ASSIGNMENT: All that is wanted is a word-for-word copy of the data from its first line to the line containing "const ENDPOINT: &str", both included.

[Stored data]
☆ ☆ ☆

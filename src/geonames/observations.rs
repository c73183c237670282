//! Weather stations inside a bounding box (`weatherJSON`)

use tracing::{info, instrument, warn};

use super::GeoNamesClient;
use super::raw::RawWeatherResponse;
use crate::Result;
use crate::models::BBox;

const ENDPOINT: &str = "weatherJSON";

#[derive(Debug, Clone)]
pub struct WeatherClient {
    api: GeoNamesClient,
}

impl WeatherClient {
    #[must_use]
    pub fn new(api: GeoNamesClient) -> Self {
        Self { api }
    }

    /// The endpoint expects the edges in north, south, east, west order
    #[must_use]
    pub fn box_params(bbox: &BBox) -> String {
        format!(
            "north={}&south={}&east={}&west={}",
            bbox.north, bbox.south, bbox.east, bbox.west
        )
    }

    #[instrument(skip(self))]
    pub async fn fetch_stations(&self, bbox: &BBox) -> Result<RawWeatherResponse> {
        if bbox.crosses_antimeridian() {
            warn!("Bounding box crosses the antimeridian; station results may be incomplete");
        }

        let mut response: RawWeatherResponse = self
            .api
            .get_json(ENDPOINT, &Self::box_params(bbox))
            .await?;

        if let Some(status) = response.status.take() {
            if !status.is_no_result() {
                return Err(status.into_error());
            }
            return Ok(RawWeatherResponse::default());
        }

        info!(
            "GeoNames returned {} station observations",
            response.weather_observations.len()
        );
        Ok(response)
    }
}

#[cfg(test)]
mod tests {
    use super::*;
    use crate::WeatherMapError;
    use crate::config::GeoNamesConfig;
    use serde_json::json;
    use wiremock::matchers::{method, path, query_param};
    use wiremock::{Mock, MockServer, ResponseTemplate};

    fn client_for(server: &MockServer) -> WeatherClient {
        let config = GeoNamesConfig {
            username: "tester".to_string(),
            base_url: server.uri(),
            timeout_seconds: 2,
        };
        WeatherClient::new(GeoNamesClient::new(&config).unwrap())
    }

    #[test]
    fn test_box_params_order() {
        let bbox = BBox::new(40.6, 40.3, -3.5, -3.9).unwrap();
        assert_eq!(
            WeatherClient::box_params(&bbox),
            "north=40.6&south=40.3&east=-3.5&west=-3.9"
        );
        assert_eq!(
            WeatherClient::box_params(&BBox::DEGENERATE),
            "north=0&south=0&east=0&west=0"
        );
    }

    #[tokio::test]
    async fn test_fetch_stations_sends_box() {
        let server = MockServer::start().await;
        Mock::given(method("GET"))
            .and(path("/weatherJSON"))
            .and(query_param("north", "40.6"))
            .and(query_param("south", "40.3"))
            .and(query_param("east", "-3.5"))
            .and(query_param("west", "-3.9"))
            .and(query_param("username", "tester"))
            .respond_with(ResponseTemplate::new(200).set_body_json(json!({
                "weatherObservations": [
                    {"stationName": "Madrid / Barajas", "temperature": "10"},
                    {"stationName": "Madrid / Cuatro Vientos", "temperature": "20"}
                ]
            })))
            .expect(1)
            .mount(&server)
            .await;

        let bbox = BBox::new(40.6, 40.3, -3.5, -3.9).unwrap();
        let response = client_for(&server).fetch_stations(&bbox).await.unwrap();
        assert_eq!(response.weather_observations.len(), 2);
    }

    #[tokio::test]
    async fn test_missing_observation_list_is_empty() {
        let server = MockServer::start().await;
        Mock::given(method("GET"))
            .and(path("/weatherJSON"))
            .respond_with(ResponseTemplate::new(200).set_body_json(json!({})))
            .mount(&server)
            .await;

        let response = client_for(&server)
            .fetch_stations(&BBox::DEGENERATE)
            .await
            .unwrap();
        assert!(response.weather_observations.is_empty());
    }

    #[tokio::test]
    async fn test_unreachable_host_is_network_error() {
        let config = GeoNamesConfig {
            username: "tester".to_string(),
            base_url: "http://127.0.0.1:9".to_string(),
            timeout_seconds: 2,
        };
        let client = WeatherClient::new(GeoNamesClient::new(&config).unwrap());

        let err = client.fetch_stations(&BBox::DEGENERATE).await.unwrap_err();
        assert!(matches!(err, WeatherMapError::Network { .. }));
    }
}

☆ ☆ ☆

ANSWER TO THIS PROBLEM:
filename src/geonames/observations.rs
repository c73183c237670282
//! Weather stations inside a bounding box (`weatherJSON`)

use tracing::{info, instrument, warn};

use super::GeoNamesClient;
use super::raw::RawWeatherResponse;
use crate::Result;
use crate::models::BBox;

const ENDPOINT: &str = "weatherJSON";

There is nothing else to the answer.